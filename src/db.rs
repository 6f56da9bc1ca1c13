//! SQLite pool, `users` schema and queries.
//!
//! Handlers get a connection through [`DbSession`], which checks one out of
//! the pool when the request is extracted and hands it back when dropped.

use std::str::FromStr;
use std::time::Duration;

use axum::async_trait;
use axum::extract::FromRequestParts;
use axum::http::request::Parts;
use sqlx::pool::PoolConnection;
use sqlx::sqlite::{SqliteConnectOptions, SqlitePoolOptions};
use sqlx::{Sqlite, SqliteConnection, SqlitePool};

use crate::error::AppError;
use crate::models::{NewUser, User};
use crate::AppState;

pub async fn connect(database_url: &str, max_connections: u32) -> anyhow::Result<SqlitePool> {
    let options = SqliteConnectOptions::from_str(database_url)?.create_if_missing(true);

    // Every connection to an in-memory database sees its own empty database,
    // so keep exactly one and never let it expire.
    let pool = if database_url.contains(":memory:") {
        SqlitePoolOptions::new()
            .max_connections(1)
            .min_connections(1)
            .idle_timeout(None::<Duration>)
            .max_lifetime(None::<Duration>)
    } else {
        SqlitePoolOptions::new().max_connections(max_connections.max(1))
    };

    Ok(pool.connect_with(options).await?)
}

pub async fn init_schema(pool: &SqlitePool) -> anyhow::Result<()> {
    sqlx::query(
        r#"
        CREATE TABLE IF NOT EXISTS users (
            id INTEGER PRIMARY KEY AUTOINCREMENT,
            name TEXT NOT NULL,
            email TEXT NOT NULL UNIQUE,
            role TEXT NOT NULL DEFAULT 'user'
        )
        "#,
    )
    .execute(pool)
    .await?;

    sqlx::query("CREATE INDEX IF NOT EXISTS ix_users_name ON users (name)")
        .execute(pool)
        .await?;

    Ok(())
}

/// Request-scoped database connection.
pub struct DbSession(pub PoolConnection<Sqlite>);

#[async_trait]
impl FromRequestParts<AppState> for DbSession {
    type Rejection = AppError;

    async fn from_request_parts(
        _parts: &mut Parts,
        state: &AppState,
    ) -> Result<Self, Self::Rejection> {
        Ok(DbSession(state.db_pool.acquire().await?))
    }
}

pub async fn find_user_by_email(
    conn: &mut SqliteConnection,
    email: &str,
) -> Result<Option<User>, sqlx::Error> {
    sqlx::query_as::<_, User>("SELECT id, name, email, role FROM users WHERE email = ?")
        .bind(email)
        .fetch_optional(&mut *conn)
        .await
}

pub async fn find_user_by_name(
    conn: &mut SqliteConnection,
    name: &str,
) -> Result<Option<User>, sqlx::Error> {
    sqlx::query_as::<_, User>(
        "SELECT id, name, email, role FROM users WHERE name = ? ORDER BY id LIMIT 1",
    )
    .bind(name)
    .fetch_optional(&mut *conn)
    .await
}

pub async fn insert_user(conn: &mut SqliteConnection, user: &NewUser) -> Result<User, sqlx::Error> {
    sqlx::query_as::<_, User>(
        r#"
        INSERT INTO users (name, email, role)
        VALUES (?, ?, ?)
        RETURNING id, name, email, role
        "#,
    )
    .bind(&user.name)
    .bind(&user.email)
    .bind(&user.role)
    .fetch_one(&mut *conn)
    .await
}

pub async fn list_users(
    conn: &mut SqliteConnection,
    skip: usize,
    limit: usize,
) -> Result<Vec<User>, sqlx::Error> {
    sqlx::query_as::<_, User>("SELECT id, name, email, role FROM users ORDER BY id LIMIT ? OFFSET ?")
        .bind(i64::try_from(limit).unwrap_or(i64::MAX))
        .bind(i64::try_from(skip).unwrap_or(i64::MAX))
        .fetch_all(&mut *conn)
        .await
}

pub fn is_unique_violation(err: &sqlx::Error) -> bool {
    matches!(err, sqlx::Error::Database(db) if db.is_unique_violation())
}

#[cfg(test)]
mod tests {
    use super::*;

    async fn memory_pool() -> SqlitePool {
        let pool = connect("sqlite::memory:", 5).await.unwrap();
        init_schema(&pool).await.unwrap();
        pool
    }

    async fn count_users(conn: &mut SqliteConnection) -> i64 {
        let (count,): (i64,) = sqlx::query_as("SELECT COUNT(*) FROM users")
            .fetch_one(&mut *conn)
            .await
            .unwrap();
        count
    }

    fn new_user(name: &str, email: &str) -> NewUser {
        NewUser {
            name: name.to_string(),
            email: email.to_string(),
            role: "user".to_string(),
        }
    }

    #[tokio::test]
    async fn test_insert_and_find() {
        let pool = memory_pool().await;
        let mut conn = pool.acquire().await.unwrap();

        let alice = insert_user(&mut conn, &new_user("alice", "a@x.com")).await.unwrap();
        assert_eq!(alice.id, 1);
        assert_eq!(alice.role, "user");

        assert_eq!(find_user_by_email(&mut conn, "a@x.com").await.unwrap(), Some(alice.clone()));
        assert_eq!(find_user_by_name(&mut conn, "alice").await.unwrap(), Some(alice));
        assert_eq!(find_user_by_name(&mut conn, "bob").await.unwrap(), None);
    }

    #[tokio::test]
    async fn test_unique_email_constraint() {
        let pool = memory_pool().await;
        let mut conn = pool.acquire().await.unwrap();

        insert_user(&mut conn, &new_user("alice", "a@x.com")).await.unwrap();
        let err = insert_user(&mut conn, &new_user("alice2", "a@x.com")).await.unwrap_err();

        assert!(is_unique_violation(&err));
        assert_eq!(count_users(&mut conn).await, 1);
    }

    #[tokio::test]
    async fn test_list_users_paginates_by_id() {
        let pool = memory_pool().await;
        let mut conn = pool.acquire().await.unwrap();
        for n in 0..5 {
            insert_user(&mut conn, &new_user(&format!("u{n}"), &format!("u{n}@x.com")))
                .await
                .unwrap();
        }

        let page = list_users(&mut conn, 1, 2).await.unwrap();
        let names: Vec<&str> = page.iter().map(|u| u.name.as_str()).collect();
        assert_eq!(names, vec!["u1", "u2"]);
        assert!(list_users(&mut conn, 10, 10).await.unwrap().is_empty());
    }
}
use crud_service::{build_router, db, telemetry, AppState, Config, ItemStore};
use tracing::{info, warn};

#[tokio::main]
async fn main() -> anyhow::Result<()> {
    dotenvy::dotenv().ok();

    let config = Config::from_env();

    // Keep provider alive until shutdown so buffered spans get flushed
    let otel_provider = telemetry::init_tracing(&config)?;
    config.log_warnings();

    info!("Starting crud-service...");

    let db_pool = db::connect(&config.database_url, config.database_max_connections).await?;
    info!("Connected to database: {}", config.database_url);

    db::init_schema(&db_pool).await?;
    info!("Database schema initialized");

    let items = if config.seed_items {
        ItemStore::seeded()
    } else {
        ItemStore::new()
    };
    info!(items = items.len(), "Item store ready");

    let state = AppState::new(db_pool.clone(), items)?;
    let app = build_router(state);

    let listener = tokio::net::TcpListener::bind(&config.bind_addr).await?;
    info!("Server listening on http://{}", config.bind_addr);

    axum::serve(listener, app)
        .with_graceful_shutdown(shutdown_signal())
        .await?;

    db_pool.close().await;
    if let Some(provider) = otel_provider {
        if let Err(e) = provider.shutdown() {
            warn!(error = ?e, "Failed to flush spans on shutdown");
        }
    }
    info!("Server stopped");

    Ok(())
}

async fn shutdown_signal() {
    if let Err(e) = tokio::signal::ctrl_c().await {
        warn!(error = ?e, "Failed to listen for shutdown signal");
        std::future::pending::<()>().await;
    }
    info!("Shutdown signal received");
}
--
◆ **What is expected**:
Take the entries above and transcribe them in full.

◆ **Task result**:
filename src/db.rs
repository 6f56da9bc1ca1c13
//! SQLite pool, `users` schema and queries.
//!
//! Handlers get a connection through [`DbSession`], which checks one out of
//! the pool when the request is extracted and hands it back when dropped.

use std::str::FromStr;
use std::time::Duration;

use axum::async_trait;
use axum::extract::FromRequestParts;
use axum::http::request::Parts;
use sqlx::pool::PoolConnection;
use sqlx::sqlite::{SqliteConnectOptions, SqlitePoolOptions};
use sqlx::{Sqlite, SqliteConnection, SqlitePool};

use crate::error::AppError;
use crate::models::{NewUser, User};
use crate::AppState;

pub async fn connect(database_url: &str, max_connections: u32) -> anyhow::Result<SqlitePool> {
    let options = SqliteConnectOptions::from_str(database_url)?.create_if_missing(true);

    // Every connection to an in-memory database sees its own empty database,
    // so keep exactly one and never let it expire.
    let pool = if database_url.contains(":memory:") {
        SqlitePoolOptions::new()
            .max_connections(1)
            .min_connections(1)
            .idle_timeout(None::<Duration>)
            .max_lifetime(None::<Duration>)
    } else {
        SqlitePoolOptions::new().max_connections(max_connections.max(1))
    };

    Ok(pool.connect_with(options).await?)
}

pub async fn init_schema(pool: &SqlitePool) -> anyhow::Result<()> {
    sqlx::query(
        r#"
        CREATE TABLE IF NOT EXISTS users (
            id INTEGER PRIMARY KEY AUTOINCREMENT,
            name TEXT NOT NULL,
            email TEXT NOT NULL UNIQUE,
            role TEXT NOT NULL DEFAULT 'user'
        )
        "#,
    )
    .execute(pool)
    .await?;

    sqlx::query("CREATE INDEX IF NOT EXISTS ix_users_name ON users (name)")
        .execute(pool)
        .await?;

    Ok(())
}

/// Request-scoped database connection.
pub struct DbSession(pub PoolConnection<Sqlite>);

#[async_trait]
impl FromRequestParts<AppState> for DbSession {
    type Rejection = AppError;

    async fn from_request_parts(
        _parts: &mut Parts,
        state: &AppState,
    ) -> Result<Self, Self::Rejection> {
        Ok(DbSession(state.db_pool.acquire().await?))
    }
}

pub async fn find_user_by_email(
    conn: &mut SqliteConnection,
    email: &str,
) -> Result<Option<User>, sqlx::Error> {
    sqlx::query_as::<_, User>("SELECT id, name, email, role FROM users WHERE email = ?")
        .bind(email)
        .fetch_optional(&mut *conn)
        .await
}

pub async fn find_user_by_name(
    conn: &mut SqliteConnection,
    name: &str,
) -> Result<Option<User>, sqlx::Error> {
    sqlx::query_as::<_, User>(
        "SELECT id, name, email, role FROM users WHERE name = ? ORDER BY id LIMIT 1",
    )
    .bind(name)
    .fetch_optional(&mut *conn)
    .await
}

pub async fn insert_user(conn: &mut SqliteConnection, user: &NewUser) -> Result<User, sqlx::Error> {
    sqlx::query_as::<_, User>(
        r#"
        INSERT INTO users (name, email, role)
        VALUES (?, ?, ?)
        RETURNING id, name, email, role
        "#,
    )
    .bind(&user.name)
    .bind(&user.email)
    .bind(&user.role)
    .fetch_one(&mut *conn)
    .await
}

pub async fn list_users(
    conn: &mut SqliteConnection,
    skip: usize,
    limit: usize,
) -> Result<Vec<User>, sqlx::Error> {
    sqlx::query_as::<_, User>("SELECT id, name, email, role FROM users ORDER BY id LIMIT ? OFFSET ?")
        .bind(i64::try_from(limit).unwrap_or(i64::MAX))
        .bind(i64::try_from(skip).unwrap_or(i64::MAX))
        .fetch_all(&mut *conn)
        .await
}

pub fn is_unique_violation(err: &sqlx::Error) -> bool {
    matches!(err, sqlx::Error::Database(db) if db.is_unique_violation())
}

#[cfg(test)]
mod tests {
    use super::*;

    async fn memory_pool() -> SqlitePool {
        let pool = connect("sqlite::memory:", 5).await.unwrap();
        init_schema(&pool).await.unwrap();
        pool
    }

    async fn count_users(conn: &mut SqliteConnection) -> i64 {
        let (count,): (i64,) = sqlx::query_as("SELECT COUNT(*) FROM users")
            .fetch_one(&mut *conn)
            .await
            .unwrap();
        count
    }

    fn new_user(name: &str, email: &str) -> NewUser {
        NewUser {
            name: name.to_string(),
            email: email.to_string(),
            role: "user".to_string(),
        }
    }

    #[tokio::test]
    async fn test_insert_and_find() {
        let pool = memory_pool().await;
        let mut conn = pool.acquire().await.unwrap();

        let alice = insert_user(&mut conn, &new_user("alice", "a@x.com")).await.unwrap();
        assert_eq!(alice.id, 1);
        assert_eq!(alice.role, "user");

        assert_eq!(find_user_by_email(&mut conn, "a@x.com").await.unwrap(), Some(alice.clone()));
        assert_eq!(find_user_by_name(&mut conn, "alice").await.unwrap(), Some(alice));
        assert_eq!(find_user_by_name(&mut conn, "bob").await.unwrap(), None);
    }

    #[tokio::test]
    async fn test_unique_email_constraint() {
        let pool = memory_pool().await;
        let mut conn = pool.acquire().await.unwrap();

        insert_user(&mut conn, &new_user("alice", "a@x.com")).await.unwrap();
        let err = insert_user(&mut conn, &new_user("alice2", "a@x.com")).await.unwrap_err();

        assert!(is_unique_violation(&err));
        assert_eq!(count_users(&mut conn).await, 1);
    }

    #[tokio::test]
    async fn test_list_users_paginates_by_id() {
        let pool = memory_pool().await;
        let mut conn = pool.acquire().await.unwrap();
        for n in 0..5 {
            insert_user(&mut conn, &new_user(&format!("u{n}"), &format!("u{n}@x.com")))
                .await
                .unwrap();
        }

        let page = list_users(&mut conn, 1, 2).await.unwrap();
        let names: Vec<&str> = page.iter().map(|u| u.name.as_str()).collect();
        assert_eq!(names, vec!["u1", "u2"]);
        assert!(list_users(&mut conn, 10, 10).await.unwrap().is_empty());
    }
}
use crud_service::{build_router, db, telemetry, AppState, Config, ItemStore};
use tracing::{info, warn};

#[tokio::main]
async fn main() -> anyhow::Result<()> {
    dotenvy::dotenv().ok();

    let config = Config::from_env();

    // Keep provider alive until shutdown so buffered spans get flushed
    let otel_provider = telemetry::init_tracing(&config)?;
    config.log_warnings();

    info!("Starting crud-service...");

    let db_pool = db::connect(&config.database_url, config.database_max_connections).await?;
    info!("Connected to database: {}", config.database_url);

    db::init_schema(&db_pool).await?;
    info!("Database schema initialized");

    let items = if config.seed_items {
        ItemStore::seeded()
    } else {
        ItemStore::new()
    };
    info!(items = items.len(), "Item store ready");

    let state = AppState::new(db_pool.clone(), items)?;
    let app = build_router(state);

    let listener = tokio::net::TcpListener::bind(&config.bind_addr).await?;
    info!("Server listening on http://{}", config.bind_addr);

    axum::serve(listener, app)
        .with_graceful_shutdown(shutdown_signal())
        .await?;

    db_pool.close().await;
    if let Some(provider) = otel_provider {
        if let Err(e) = provider.shutdown() {
            warn!(error = ?e, "Failed to flush spans on shutdown");
        }
    }
    info!("Server stopped");

    Ok(())
}

async fn shutdown_signal() {
    if let Err(e) = tokio::signal::ctrl_c().await {
        warn!(error = ?e, "Failed to listen for shutdown signal");
        std::future::pending::<()>().await;
    }
    info!("Shutdown signal received");
}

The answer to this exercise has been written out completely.